▶ [The task]:
In the material below, some lines carry "PullSubscription". Copy each such line.

--

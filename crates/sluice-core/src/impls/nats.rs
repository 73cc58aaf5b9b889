//! NatsBroker - the ports over a real JetStream server (async-nats)

use std::time::Duration;

use async_nats::connection::State;
use async_nats::jetstream::consumer::{self, pull};
use async_nats::jetstream::context::GetStreamErrorKind;
use async_nats::jetstream::stream;
use async_nats::jetstream::{self, ErrorCode};
use async_nats::{ConnectOptions, Event, ServerAddr};
use async_trait::async_trait;
use chrono::{DateTime, Utc};
use futures::{StreamExt, TryStreamExt};
use tracing::{debug, info, warn};

use crate::domain::{
    AckPolicy, ConnectSpec, ConsumerInfo, ConsumerSpec, DeliverPolicy, DiscardPolicy, Durability,
    PublishAck, ReceivedMessage, ReplayPolicy, RetentionPolicy, StorageType, StreamInfo,
    StreamSpec, StreamState,
};
use crate::error::HarnessError;
use crate::ports::{Delivery, MessageBus, PullSubscription, StreamAdmin};

/// A JetStream context over one client connection.
///
/// Implements [`StreamAdmin`] (the management handle) and [`MessageBus`]
/// (the data-plane handle) over the same connection.
pub struct NatsBroker {
    context: jetstream::Context,
}

impl NatsBroker {
    /// Connect according to `spec`, logging the server actually reached.
    pub async fn connect(spec: &ConnectSpec) -> Result<Self, HarnessError> {
        let servers = spec
            .servers()
            .iter()
            .map(|s| {
                s.parse::<ServerAddr>().map_err(|e| {
                    HarnessError::InvalidConfig(format!("bad server address `{s}`: {e}"))
                })
            })
            .collect::<Result<Vec<_>, _>>()?;

        let delay = spec.reconnect_time_wait();
        // The client has no switch to turn reconnection off; a single attempt is the closest.
        let max_reconnects = if spec.reconnect() {
            spec.max_reconnect_attempts()
        } else {
            1
        };

        let mut options = ConnectOptions::new()
            .connection_timeout(spec.timeout())
            .max_reconnects(max_reconnects)
            .reconnect_delay_callback(move |_attempts| delay)
            .event_callback(|event| async move {
                match event {
                    Event::Connected => info!("broker connection established"),
                    Event::Disconnected => warn!("broker connection lost"),
                    other => debug!(event = %other, "broker connection event"),
                }
            });
        if spec.wait_on_first_connect() {
            options = options.retry_on_initial_connect();
        }

        let client = options
            .connect(servers.as_slice())
            .await
            .map_err(|e| HarnessError::Connection(e.to_string()))?;

        if spec.wait_on_first_connect() {
            wait_until_connected(&client, spec.timeout()).await?;
        }

        let server = client.server_info();
        info!(host = %server.host, port = server.port, name = %server.server_name, "connected to {}:{}", server.host, server.port);

        Ok(Self {
            context: jetstream::new(client),
        })
    }

    async fn stream(&self, name: &str) -> Result<jetstream::stream::Stream, HarnessError> {
        match self.context.get_stream(name).await {
            Ok(stream) => Ok(stream),
            Err(err) => match err.kind() {
                GetStreamErrorKind::JetStream(js) if js.error_code() == ErrorCode::STREAM_NOT_FOUND => {
                    Err(HarnessError::stream_not_found(name))
                }
                _ => Err(HarnessError::Broker(err.to_string())),
            },
        }
    }

    async fn pull_consumer(
        &self,
        stream: &str,
        name: &str,
    ) -> Result<Option<consumer::Consumer<pull::Config>>, HarnessError> {
        let stream = self.stream(stream).await?;
        match stream.get_consumer::<pull::Config>(name).await {
            Ok(consumer) => Ok(Some(consumer)),
            Err(err) if is_consumer_not_found(err.as_ref()) => Ok(None),
            Err(err) => Err(HarnessError::Broker(err.to_string())),
        }
    }
}
//! MessageBus port - the data plane.

use async_trait::async_trait;

use super::PullSubscription;
use crate::domain::PublishAck;
use crate::error::HarnessError;

#[async_trait]
pub trait MessageBus: Send + Sync {
    /// Publish one message and wait for the broker to store it.
    async fn publish(&self, subject: &str, payload: Vec<u8>) -> Result<PublishAck, HarnessError>;

    /// Bind to an existing pull consumer.
    async fn pull_subscribe(
        &self,
        stream: &str,
        consumer: &str,
    ) -> Result<Box<dyn PullSubscription>, HarnessError>;
}
mod render;

use std::sync::Arc;

use anyhow::{Context, Result};
use axum::Router;
use axum::extract::{Form, State};
use axum::http::StatusCode;
use axum::response::Html;
use axum::routing::{get, post};
use clap::Parser;
use serde::Deserialize;
use tracing::{debug, error, info};
use tracing_subscriber::EnvFilter;

use codeassist::{AppConfig, CodeAssist};

const DEFAULT_USER_ID: &str = "default_user";

#[derive(Parser)]
#[command(name = "codeassist-web", version)]
#[command(about = "Web front end for the CodeAssist AI pipeline", long_about = None)]
struct Cli {
    /// Enable verbose output
    #[arg(short, long)]
    verbose: bool,

    /// LLM provider to use (gemini, anthropic)
    #[arg(long)]
    provider: Option<String>,

    /// Model to use (provider-specific)
    #[arg(long)]
    model: Option<String>,

    /// Address to bind the server to
    #[arg(long)]
    bind: Option<String>,
}

struct AppState {
    assistant: CodeAssist,
}

#[derive(Deserialize)]
struct SubmitForm {
    query: String,
    #[serde(default)]
    user_id: Option<String>,
}

#[derive(Deserialize)]
struct NewSessionForm {
    #[serde(default)]
    user_id: Option<String>,
}

fn init_logging(verbose: bool) {
    let filter = if verbose {
        EnvFilter::new("debug")
    } else {
        EnvFilter::from_default_env().add_directive("info".parse().expect("valid log directive"))
    };

    tracing_subscriber::fmt().with_env_filter(filter).init();
}

#[tokio::main]
async fn main() -> Result<()> {
    let cli = Cli::parse();
    init_logging(cli.verbose);

    let config = AppConfig::load().unwrap_or_else(|e| {
        debug!(error = %e, "failed to load config, using defaults");
        AppConfig::default()
    });

    let provider_name = cli
        .provider
        .as_deref()
        .or(config.provider.as_deref())
        .unwrap_or("gemini");
    let model_name = cli.model.as_deref().or(config.model.as_deref());
    let bind = cli.bind.unwrap_or(config.web.bind);

    let assistant = CodeAssist::builder()
        .provider_by_name(provider_name, model_name)
        .context("failed to create LLM provider")?
        .build()
        .context("failed to build CodeAssist")?;

    let state = Arc::new(AppState { assistant });

    let app = Router::new()
        .route("/", get(index))
        .route("/submit", post(submit))
        .route("/new-session", post(new_session))
        .with_state(state);

    info!(provider = %provider_name, %bind, "starting web front end");

    let listener = tokio::net::TcpListener::bind(&bind)
        .await
        .with_context(|| format!("failed to bind {}", bind))?;
    axum::serve(listener, app).await.context("server error")?;

    Ok(())
}

async fn index() -> Html<&'static str> {
    Html(render::INDEX_PAGE)
}

async fn submit(
    State(state): State<Arc<AppState>>,
    Form(form): Form<SubmitForm>,
) -> Result<Html<String>, (StatusCode, Html<String>)> {
    let user_id = form
        .user_id
        .filter(|u| !u.trim().is_empty())
        .unwrap_or_else(|| DEFAULT_USER_ID.to_string());

    info!(user_id = %user_id, "received query");

    match state.assistant.process_to_text(&user_id, &form.query).await {
        Ok(reply) => Ok(Html(render::response_page(&reply))),
        Err(e) => {
            // A stage failure surfaces as a generic message, not a crash
            error!(error = %e, "pipeline failed");
            Err((
                StatusCode::INTERNAL_SERVER_ERROR,
                Html(render::error_page()),
            ))
        }
    }
}

async fn new_session(
    State(state): State<Arc<AppState>>,
    Form(form): Form<NewSessionForm>,
) -> Result<String, (StatusCode, String)> {
    let user_id = form
        .user_id
        .filter(|u| !u.trim().is_empty())
        .unwrap_or_else(|| DEFAULT_USER_ID.to_string());

    match state.assistant.new_session(&user_id).await {
        Ok(session_id) => Ok(format!("Created new session: {}", session_id)),
        Err(e) => {
            error!(error = %e, "new session failed");
            Err((
                StatusCode::INTERNAL_SERVER_ERROR,
                "Failed to create a new session".to_string(),
            ))
        }
    }
}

--

▶ [Task output]:
use crate::ports::{Delivery, MessageBus, PullSubscription, StreamAdmin};
use super::PullSubscription;
    ) -> Result<Box<dyn PullSubscription>, HarnessError>;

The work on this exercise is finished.